Nevertheless, our politicians are constantly looking for ways to help the coal miners at a level that they're never looking for ways to help the fast-food cooks. Coal miners, get a lot of attention, a lot of discussion among politicians, what can we do to make their lives better? Fast-food cooks don't lead very desirable lives either on average but they get almost no attention from politicians. Why is that? And this led to a long discussion on Twitter, where people were raising all kinds of possibilities, you know, is it possibly a racial thing that the racial makeup in one profession is different than it is in the other, but again, to an economist, the answer is almost obvious.
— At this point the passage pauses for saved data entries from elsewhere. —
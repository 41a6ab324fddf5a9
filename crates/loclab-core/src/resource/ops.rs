//! Pure in-memory operations on a parsed document

use super::{Document, Record};
use serde::Serialize;

/// Outcome of an upsert against one document
#[derive(Debug, Clone, Copy, PartialEq, Eq, Serialize)]
#[serde(rename_all = "lowercase")]
pub enum UpsertAction {
    Added,
    Updated,
}

/// Exact-match lookup by key.
///
/// Ordinal comparison, case-sensitive. Linear scan is fine here: documents
/// are translation-file sized, not database sized.
pub fn find_by_key<'a>(doc: &'a Document, key: &str) -> Option<&'a Record> {
    doc.records.iter().find(|r| r.key == key)
}

/// Inserts or replaces the value for `key`.
///
/// An existing record keeps its position (the serializer re-sorts on every
/// write anyway); a new record is appended with the preserve-whitespace
/// marker set.
pub fn upsert(doc: &mut Document, key: &str, value: &str) -> UpsertAction {
    let normalized = normalize_value(value);
    if let Some(record) = doc.records.iter_mut().find(|r| r.key == key) {
        record.value = normalized;
        UpsertAction::Updated
    } else {
        doc.records.push(Record {
            key: key.to_string(),
            value: normalized,
            preserve_space: true,
        });
        UpsertAction::Added
    }
}

/// Stored values use bare LF regardless of the file's line-ending mode;
/// otherwise a CRLF value written into a CRLF file would grow an extra CR
/// on every round trip.
fn normalize_value(value: &str) -> String {
    value.replace("\r\n", "\n").replace('\r', "")
}
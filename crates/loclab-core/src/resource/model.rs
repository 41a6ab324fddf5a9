use serde::Serialize;

/// Line-break convention of one resource file
#[derive(Debug, Clone, Copy, PartialEq, Eq, Serialize)]
#[serde(rename_all = "lowercase")]
pub enum LineEnding {
    Crlf,
    Lf,
}

impl LineEnding {
    /// Detects the convention from raw file text.
    ///
    /// CRLF wins whenever a `\r\n` sequence is present; a file with no line
    /// break at all defaults to CRLF (the legacy convention of the format).
    pub fn detect(text: &str) -> Self {
        if text.contains("\r\n") {
            LineEnding::Crlf
        } else if text.contains('\n') {
            LineEnding::Lf
        } else {
            LineEnding::Crlf
        }
    }

    /// Expands LF-normalized text into this convention.
    ///
    /// Applies to every line break, including ones the serializer introduced,
    /// so the output never mixes endings.
    pub fn apply(self, text: &str) -> String {
        match self {
            LineEnding::Lf => text.to_string(),
            LineEnding::Crlf => text.replace('\n', "\r\n"),
        }
    }
}

impl Default for LineEnding {
    fn default() -> Self {
        LineEnding::Crlf
    }
}

/// One key/value entry in a resource document
///
/// Keys are case-sensitive and unique within a document. Values are stored
/// LF-normalized and may span multiple lines.
#[derive(Debug, Clone, PartialEq, Eq)]
pub struct Record {
    pub key: String,
    pub value: String,
    /// `xml:space="preserve"` marker: literal whitespace in the value must
    /// survive serialization untouched
    pub preserve_space: bool,
}

/// In-memory form of one resource file
///
/// `prologue` (header, resheaders, schema, assembly aliases) and `epilogue`
/// (normally the closing `</root>`) are never interpreted; they are carried
/// verbatim so a round trip only ever rewrites the record section.
#[derive(Debug, Clone, PartialEq, Eq, Default)]
pub struct Document {
    pub prologue: String,
    pub records: Vec<Record>,
    pub epilogue: String,
}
The answer is that the very fact that there was a limited number of coal miners and a practically unlimited number of fast-food cooks means that it is worthwhile for coal miners to cultivate the attention of politicians. Because if politicians do something to help coal miners, Coal miners will benefit.

If politicians raise the wages of coal miners, coal miners will earn higher wages and they will keep those higher wages because it is difficult for well, I'll explain why I'll talk about the fast-food cooks. What happens if the fast-food cooks' lobby for higher wages and the politicians help them? I'll tell you what happens.

Their wages go up and immediately people flood into fast food cooking as a job. People quit the car washes, they quit other unskilled occupations and they become fast-food cooks and the wages are bid right back down again. The fast-food cooks, even if you could get them organized, even if they were brilliantly organized, there is little reward for lobbying for favors because whatever favors they get are just going to draw more people into that job and that's going to bid their wages right back down. Coal miners don't face that because there are a limited number of coal mines. People can't flood into coal mining because there just aren't a lot of coal mining jobs for people to try and take. The people who cultivate the politicians are going to be the people in jobs that it is hard to enter. That's where the rewards are. That's why, for example, in countries around the world and you're in Israel, I expect this is true there, although I'm not knowledgeable and you may be more knowledgeable than me, but in countries around the world, We see governments catering to farmers in a way that they never cater to let's say grocery store owners.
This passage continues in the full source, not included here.